Catalin Cimpanu illustrates the scale of the inadequate support problem in
Vulnerabilities in popular open source projects doubled in 2019:
A study that analyzed the top 54 open source projects found that security vulnerabilities in these tools doubled in 2019, going from 421 bugs reported in 2018 to 968 last year.
According to RiskSense's "The Dark Reality of Open Source" report, released today, the company found 2,694 bugs reported in popular open source projects between 2015 and March 2020.
The report didn't include projects like Linux, WordPress, Drupal, and other super-popular free tools, since these projects are often monitored, and security bugs make the news, ensuring most of these security issues get patched fairly quickly.
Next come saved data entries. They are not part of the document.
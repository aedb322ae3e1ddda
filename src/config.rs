//! Configuration for the delivery engine

use crate::BackoffPolicy;
use std::time::Duration;

/// Configuration for the delivery engine
#[derive(Debug, Clone)]
pub struct DeliveryConfig {
    /// Timeout for a single delivery attempt
    pub attempt_timeout: Duration,

    /// User-Agent header for outgoing requests
    pub user_agent: String,

    /// Maximum payload size in bytes
    pub max_payload_size: usize,

    /// Backoff policy applied between attempts of the same task
    pub backoff: BackoffPolicy,

    /// Attempt ceiling per task (initial attempt plus retries)
    pub max_attempts: u32,

    /// Number of concurrent delivery workers
    pub concurrency: usize,

    /// Upper bound on how long an idle worker sleeps between due checks
    pub poll_interval: Duration,

    /// How long terminal tasks are kept before the sweeper drops them
    pub retention: Duration,
}

impl Default for DeliveryConfig {
    fn default() -> Self {
        Self {
            attempt_timeout: Duration::from_secs(30),
            user_agent: format!("Hookrelay/{}", env!("CARGO_PKG_VERSION")),
            max_payload_size: 1024 * 1024, // 1MB
            backoff: BackoffPolicy::default(),
            max_attempts: 6,
            concurrency: 10,
            poll_interval: Duration::from_secs(1),
            retention: Duration::from_secs(86400), // 24 hours
        }
    }
}

impl DeliveryConfig {
    /// Create a new configuration with defaults
    pub fn new() -> Self {
        Self::default()
    }

    /// Create a builder for custom configuration
    pub fn builder() -> DeliveryConfigBuilder {
        DeliveryConfigBuilder::new()
    }
}

/// Builder for DeliveryConfig
#[derive(Debug, Clone, Default)]
pub struct DeliveryConfigBuilder {
    config: DeliveryConfig,
}

impl DeliveryConfigBuilder {
    /// Create a new builder with default settings
    pub fn new() -> Self {
        Self {
            config: DeliveryConfig::default(),
        }
    }

    /// Set the per-attempt timeout
    pub fn attempt_timeout(mut self, timeout: Duration) -> Self {
        self.config.attempt_timeout = timeout;
        self
    }

    /// Set the per-attempt timeout in seconds
    pub fn attempt_timeout_secs(mut self, secs: u64) -> Self {
        self.config.attempt_timeout = Duration::from_secs(secs);
        self
    }

    /// Set the User-Agent header
    pub fn user_agent(mut self, user_agent: impl Into<String>) -> Self {
        self.config.user_agent = user_agent.into();
        self
    }

    /// Set maximum payload size
    pub fn max_payload_size(mut self, size: usize) -> Self {
        self.config.max_payload_size = size;
        self
    }

    /// Set the backoff base delay
    pub fn backoff_base(mut self, base: Duration) -> Self {
        self.config.backoff = BackoffPolicy::new(base);
        self
    }

    /// Set the attempt ceiling
    pub fn max_attempts(mut self, max_attempts: u32) -> Self {
        self.config.max_attempts = max_attempts;
        self
    }

    /// Set worker concurrency
    pub fn concurrency(mut self, concurrency: usize) -> Self {
        self.config.concurrency = concurrency;
        self
    }

    /// Set the idle poll interval
    pub fn poll_interval(mut self, interval: Duration) -> Self {
        self.config.poll_interval = interval;
        self
    }

    /// Set the terminal-task retention window
    pub fn retention(mut self, retention: Duration) -> Self {
        self.config.retention = retention;
        self
    }

    /// Build the configuration
    pub fn build(self) -> DeliveryConfig {
        self.config
    }
}
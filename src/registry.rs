//! Webhook subscription registry

use crate::error::DeliveryError;
use crate::Result;
use chrono::Utc;
use serde::{Deserialize, Serialize};
use std::collections::HashMap;
use std::sync::{Arc, RwLock};
use uuid::Uuid;

/// Webhook record unique identifier
pub type WebhookId = Uuid;

/// A registered webhook subscription.
///
/// Timestamps are integer epoch seconds.
#[derive(Debug, Clone, Serialize, Deserialize)]
pub struct WebhookRecord {
    /// Unique record ID
    pub id: WebhookId,

    /// Owning company/tenant identifier
    pub company_id: String,

    /// Callback URL
    pub url: String,

    /// Headers to send with deliveries to this webhook
    #[serde(default)]
    pub headers: HashMap<String, String>,

    /// Events this webhook subscribes to
    #[serde(default)]
    pub events: Vec<String>,

    /// Whether this webhook receives deliveries
    pub is_active: bool,

    /// Created timestamp (epoch seconds)
    pub created_at: i64,

    /// Updated timestamp (epoch seconds)
    pub updated_at: i64,
}

impl WebhookRecord {
    /// Create a new active record with no subscriptions
    pub fn new(company_id: impl Into<String>, url: impl Into<String>) -> Self {
        let now = Utc::now().timestamp();
        Self {
            id: Uuid::new_v4(),
            company_id: company_id.into(),
            url: url.into(),
            headers: HashMap::new(),
            events: Vec::new(),
            is_active: true,
            created_at: now,
            updated_at: now,
        }
    }

    /// Set the delivery headers
    pub fn with_headers(mut self, headers: HashMap<String, String>) -> Self {
        self.headers = headers;
        self
    }

    /// Subscribe to events
    pub fn with_events(mut self, events: Vec<&str>) -> Self {
        self.events = events.into_iter().map(String::from).collect();
        self
    }

    /// Set the active flag
    pub fn with_active(mut self, is_active: bool) -> Self {
        self.is_active = is_active;
        self
    }

    /// Check if this record subscribes to an event ("*" matches all)
    pub fn subscribes_to(&self, event: &str) -> bool {
        self.events.iter().any(|e| e == event || e == "*")
    }
}

/// Partial update for a webhook record; absent fields are left unchanged
#[derive(Debug, Clone, Default, Deserialize)]
pub struct WebhookUpdate {
    /// New callback URL
    pub url: Option<String>,

    /// New delivery headers
    pub headers: Option<HashMap<String, String>>,

    /// New event subscriptions
    pub events: Option<Vec<String>>,

    /// New active flag
    pub is_active: Option<bool>,
}

/// In-memory store of webhook subscription records
#[derive(Debug, Clone, Default)]
pub struct WebhookRegistry {
    records: Arc<RwLock<HashMap<WebhookId, WebhookRecord>>>,
}

impl WebhookRegistry {
    /// Create a new empty registry
    pub fn new() -> Self {
        Self {
            records: Arc::new(RwLock::new(HashMap::new())),
        }
    }

    /// Store a record and return its id
    pub fn create(&self, record: WebhookRecord) -> WebhookId {
        let id = record.id;
        let mut records = self.records.write().unwrap();
        records.insert(id, record);
        id
    }

    /// Get a record by id
    pub fn get(&self, id: WebhookId) -> Result<WebhookRecord> {
        let records = self.records.read().unwrap();
        records
            .get(&id)
            .cloned()
            .ok_or_else(|| DeliveryError::NotFound(id.to_string()))
    }

    /// Apply a partial update to a record, bumping `updated_at`
    pub fn update(&self, id: WebhookId, patch: WebhookUpdate) -> Result<()> {
        let mut records = self.records.write().unwrap();
        let record = records
            .get_mut(&id)
            .ok_or_else(|| DeliveryError::NotFound(id.to_string()))?;

        if let Some(url) = patch.url {
            record.url = url;
        }
        if let Some(headers) = patch.headers {
            record.headers = headers;
        }
        if let Some(events) = patch.events {
            record.events = events;
        }
        if let Some(is_active) = patch.is_active {
            record.is_active = is_active;
        }
        record.updated_at = Utc::now().timestamp();

        Ok(())
    }

    /// Remove a record
    pub fn delete(&self, id: WebhookId) -> Result<()> {
        let mut records = self.records.write().unwrap();
        records
            .remove(&id)
            .map(|_| ())
            .ok_or_else(|| DeliveryError::NotFound(id.to_string()))
    }

    /// All stored records
    pub fn list(&self) -> Vec<WebhookRecord> {
        let records = self.records.read().unwrap();
        records.values().cloned().collect()
    }

    /// Active records subscribed to an event
    pub fn for_event(&self, event: &str) -> Vec<WebhookRecord> {
        let records = self.records.read().unwrap();
        records
            .values()
            .filter(|r| r.is_active && r.subscribes_to(event))
            .cloned()
            .collect()
    }

    /// Number of stored records
    pub fn count(&self) -> usize {
        let records = self.records.read().unwrap();
        records.len()
    }
}
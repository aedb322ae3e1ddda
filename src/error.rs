//! Error types for delivery operations

use thiserror::Error;

/// Errors that can occur during webhook delivery operations
#[derive(Error, Debug)]
pub enum DeliveryError {
    /// Target URL failed to parse
    #[error("Invalid target URL: {0}")]
    InvalidTarget(#[from] url::ParseError),

    /// Payload missing at admission
    #[error("Payload is empty")]
    EmptyPayload,

    /// Payload exceeds the configured size limit
    #[error("Payload too large: {size} bytes (max: {max})")]
    PayloadTooLarge { size: usize, max: usize },

    /// Task not found in the scheduler
    #[error("Task not found: {0}")]
    TaskNotFound(String),

    /// Webhook record not found in the registry
    #[error("Webhook not found: {0}")]
    NotFound(String),

    /// HTTP client construction failed
    #[error("HTTP client error: {0}")]
    HttpClient(#[from] reqwest::Error),

    /// Payload serialization failed
    #[error("Payload error: {0}")]
    PayloadError(String),

    /// Worker pool already running
    #[error("Worker pool already running")]
    WorkerAlreadyRunning,

    /// Worker pool not running
    #[error("Worker pool not running")]
    WorkerNotRunning,
}

impl From<serde_json::Error> for DeliveryError {
    fn from(err: serde_json::Error) -> Self {
        DeliveryError::PayloadError(err.to_string())
    }
}
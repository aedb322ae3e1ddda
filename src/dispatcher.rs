//! Task admission and event fan-out

use crate::error::DeliveryError;
use crate::scheduler::RetryScheduler;
use crate::task::{DeliveryTask, TaskId, TaskTarget};
use crate::{DeliveryConfig, Result, WebhookRegistry};
use chrono::{DateTime, Utc};
use serde::{Deserialize, Serialize};
use std::collections::HashMap;
use std::sync::Arc;
use tracing::{debug, warn};
use url::Url;
use uuid::Uuid;

/// JSON envelope delivered for a dispatched event
#[derive(Debug, Clone, Serialize, Deserialize)]
pub struct EventPayload {
    /// Unique identifier for this event
    pub id: String,

    /// Event type (e.g., "order.created")
    pub event: String,

    /// When the event occurred
    pub timestamp: DateTime<Utc>,

    /// The actual event data
    pub data: serde_json::Value,
}

impl EventPayload {
    /// Create a new envelope for the given event type
    pub fn new(event: impl Into<String>) -> Self {
        Self {
            id: Uuid::new_v4().to_string(),
            event: event.into(),
            timestamp: Utc::now(),
            data: serde_json::Value::Null,
        }
    }

    /// Set the event data
    pub fn with_data(mut self, data: serde_json::Value) -> Self {
        self.data = data;
        self
    }

    /// Convert to JSON bytes
    pub fn to_bytes(&self) -> Result<Vec<u8>> {
        Ok(serde_json::to_vec(self)?)
    }
}

/// Admission front-end of the delivery engine.
///
/// Validates and hands delivery requests to the scheduler. Returns the task
/// id immediately; delivery happens asynchronously and callers observe the
/// final state via [`Dispatcher::task`].
pub struct Dispatcher {
    scheduler: Arc<RetryScheduler>,
    registry: WebhookRegistry,
    config: DeliveryConfig,
}

impl Dispatcher {
    /// Create a dispatcher over the given scheduler and registry
    pub fn new(
        scheduler: Arc<RetryScheduler>,
        registry: WebhookRegistry,
        config: DeliveryConfig,
    ) -> Self {
        Self {
            scheduler,
            registry,
            config,
        }
    }

    /// Admit one delivery to a target URL.
    ///
    /// Rejects malformed URLs and empty or oversized payloads
    /// synchronously; nothing else is ever surfaced as an error to the
    /// caller. Repeated identical submissions create independent tasks.
    pub fn submit(
        &self,
        target_url: &str,
        headers: HashMap<String, String>,
        payload: Vec<u8>,
    ) -> Result<TaskId> {
        Url::parse(target_url)?;

        if payload.is_empty() {
            return Err(DeliveryError::EmptyPayload);
        }
        if payload.len() > self.config.max_payload_size {
            return Err(DeliveryError::PayloadTooLarge {
                size: payload.len(),
                max: self.config.max_payload_size,
            });
        }

        let task = DeliveryTask::new(
            TaskTarget::with_headers(target_url, headers),
            payload,
            self.config.max_attempts,
        );
        let id = self.scheduler.admit(task);
        debug!("Submitted delivery task {} for {}", id, target_url);
        Ok(id)
    }

    /// Fan an event out to every active webhook subscribed to it.
    ///
    /// Records with a malformed stored URL are skipped with a warning
    /// rather than failing the whole fan-out.
    pub fn dispatch_event(
        &self,
        event: impl Into<String>,
        data: serde_json::Value,
    ) -> Result<Vec<TaskId>> {
        let envelope = EventPayload::new(event).with_data(data);
        let body = envelope.to_bytes()?;

        let records = self.registry.for_event(&envelope.event);
        let mut ids = Vec::with_capacity(records.len());

        for record in records {
            match self.submit(&record.url, record.headers.clone(), body.clone()) {
                Ok(id) => ids.push(id),
                Err(e) => warn!(
                    "Skipping webhook {} for event {}: {}",
                    record.id, envelope.event, e
                ),
            }
        }

        debug!(
            "Dispatched event {} to {} webhook(s)",
            envelope.event,
            ids.len()
        );
        Ok(ids)
    }

    /// Snapshot of a task's current state
    pub fn task(&self, id: TaskId) -> Result<DeliveryTask> {
        self.scheduler
            .get(id)
            .ok_or_else(|| DeliveryError::TaskNotFound(id.to_string()))
    }

    /// The subscription registry backing event fan-out
    pub fn registry(&self) -> &WebhookRegistry {
        &self.registry
    }
}
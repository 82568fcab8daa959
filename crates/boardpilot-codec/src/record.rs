//! Bounded little-endian readers and writers for packed device records

use crate::{CodecError, CodecResult};

/// Sequential reader over a packed record buffer
///
/// Every read is bounds-checked; running past the end yields
/// [`CodecError::UnexpectedEnd`].
pub struct RecordReader<'a> {
    buffer: &'a [u8],
    position: usize,
}

impl<'a> RecordReader<'a> {
    pub fn new(buffer: &'a [u8]) -> Self {
        Self {
            buffer,
            position: 0,
        }
    }

    pub fn position(&self) -> usize {
        self.position
    }

    pub fn remaining(&self) -> usize {
        self.buffer.len().saturating_sub(self.position)
    }

    fn take<const N: usize>(&mut self) -> CodecResult<[u8; N]> {
        let end = self.position.checked_add(N).ok_or(CodecError::UnexpectedEnd {
            offset: self.position,
            needed: N,
        })?;
        let bytes = self
            .buffer
            .get(self.position..end)
            .and_then(|slice| <[u8; N]>::try_from(slice).ok())
            .ok_or(CodecError::UnexpectedEnd {
                offset: self.position,
                needed: N,
            })?;
        self.position = end;
        Ok(bytes)
    }

    pub fn read_u8(&mut self) -> CodecResult<u8> {
        let [b] = self.take::<1>()?;
        Ok(b)
    }

    pub fn read_u16_le(&mut self) -> CodecResult<u16> {
        Ok(u16::from_le_bytes(self.take::<2>()?))
    }

    pub fn read_u32_le(&mut self) -> CodecResult<u32> {
        Ok(u32::from_le_bytes(self.take::<4>()?))
    }

    pub fn read_i32_le(&mut self) -> CodecResult<i32> {
        Ok(i32::from_le_bytes(self.take::<4>()?))
    }

    pub fn skip(&mut self, count: usize) {
        self.position = self.position.saturating_add(count).min(self.buffer.len());
    }
}

/// Appending writer producing a packed record buffer
pub struct RecordWriter {
    buffer: Vec<u8>,
}

impl RecordWriter {
    pub fn with_capacity(capacity: usize) -> Self {
        Self {
            buffer: Vec::with_capacity(capacity),
        }
    }

    pub fn write_u8(&mut self, value: u8) -> &mut Self {
        self.buffer.push(value);
        self
    }

    pub fn write_u16_le(&mut self, value: u16) -> &mut Self {
        self.buffer.extend_from_slice(&value.to_le_bytes());
        self
    }

    pub fn write_u32_le(&mut self, value: u32) -> &mut Self {
        self.buffer.extend_from_slice(&value.to_le_bytes());
        self
    }

    pub fn write_i32_le(&mut self, value: i32) -> &mut Self {
        self.buffer.extend_from_slice(&value.to_le_bytes());
        self
    }

    /// Pad with `value` until the buffer is `len` bytes long
    pub fn fill_to(&mut self, len: usize, value: u8) -> &mut Self {
        if self.buffer.len() < len {
            self.buffer.resize(len, value);
        }
        self
    }

    pub fn len(&self) -> usize {
        self.buffer.len()
    }

    pub fn is_empty(&self) -> bool {
        self.buffer.is_empty()
    }

    pub fn as_slice(&self) -> &[u8] {
        &self.buffer
    }

    pub fn into_inner(self) -> Vec<u8> {
        self.buffer
    }
}

impl Default for RecordWriter {
    fn default() -> Self {
        Self::with_capacity(32)
    }
}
Instead, RiskSense looked at other popular open source projects that aren't as well known but broadly adopted by the tech and software community. This included tools like Jenkins, MongoDB, Elasticsearch, Chef, GitLab, Spark, Puppet, and others.
RiskSense says that one of the main problems they found during their study was that a large number of the security bugs they analyzed had been reported to the National Vulnerability Database (NVD) many weeks after they've been publicly disclosed.
The company said it usually took on average around 54 days for bugs found in these 54 projects to be reported to the NVD, with PostgreSQL seeing reporting delays that amounted to eight months.